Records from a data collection
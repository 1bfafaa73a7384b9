//! Core data structures for discovered report documents.
//!
//! - [`ReportCandidate`]: one downloadable document with inferred metadata,
//!   not yet filtered
//! - [`ReportRegistry`]: per-symbol, URL-deduplicated collection of
//!   candidates built up over a crawl run
//!
//! The registry is built once per run, handed to the relevance filter, and
//! discarded. It is owned by the sequential crawl and never shared.

use chrono::NaiveDate;
use std::collections::HashMap;
use tracing::debug;

/// A discovered report document, attributed to a tracked company.
#[derive(Debug, Clone)]
pub struct ReportCandidate {
    /// Flattened text of the listing row the document was found in.
    pub title: String,
    /// Absolute, canonical URL of the document. The dedup key.
    pub url: String,
    /// The raw text the date was inferred from.
    pub raw_date_text: String,
    /// Inferred publication date, or the 1900-01-01 sentinel.
    pub inferred_date: NaiveDate,
    /// Symbol of the company the document belongs to.
    pub owner_symbol: String,
}

/// Per-symbol, insertion-ordered collection of report candidates.
///
/// Duplicate URLs are expected and frequent (the same page is walked more
/// than once across crawl passes); re-inserting one is a silent no-op.
#[derive(Debug, Default)]
pub struct ReportRegistry {
    by_symbol: HashMap<String, Vec<ReportCandidate>>,
}

impl ReportRegistry {
    pub fn new() -> Self {
        Self::default()
    }

    /// Append `candidate` to the symbol's list unless that symbol already
    /// holds a candidate with the same URL. Returns whether it was kept.
    pub fn insert(&mut self, symbol: &str, candidate: ReportCandidate) -> bool {
        let entries = self.by_symbol.entry(symbol.to_string()).or_default();
        if entries.iter().any(|c| c.url == candidate.url) {
            debug!(symbol, url = %candidate.url, "Duplicate report URL dropped");
            return false;
        }
        entries.push(candidate);
        true
    }

    /// Candidates discovered for a symbol, in insertion order.
    pub fn reports(&self, symbol: &str) -> &[ReportCandidate] {
        self.by_symbol.get(symbol).map(Vec::as_slice).unwrap_or(&[])
    }

    /// Total candidate count across all symbols.
    pub fn total(&self) -> usize {
        self.by_symbol.values().map(Vec::len).sum()
    }

    /// Number of symbols with at least one candidate.
    pub fn company_count(&self) -> usize {
        self.by_symbol.values().filter(|v| !v.is_empty()).count()
    }
}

**TASK PROMPT**: Would you show every line in the data above that contains the string "ReportCandidate"?

**WRITTEN RESPONSE**:
//! - [`ReportCandidate`]: one downloadable document with inferred metadata,
pub struct ReportCandidate {
    by_symbol: HashMap<String, Vec<ReportCandidate>>,
    pub fn insert(&mut self, symbol: &str, candidate: ReportCandidate) -> bool {
    pub fn reports(&self, symbol: &str) -> &[ReportCandidate] {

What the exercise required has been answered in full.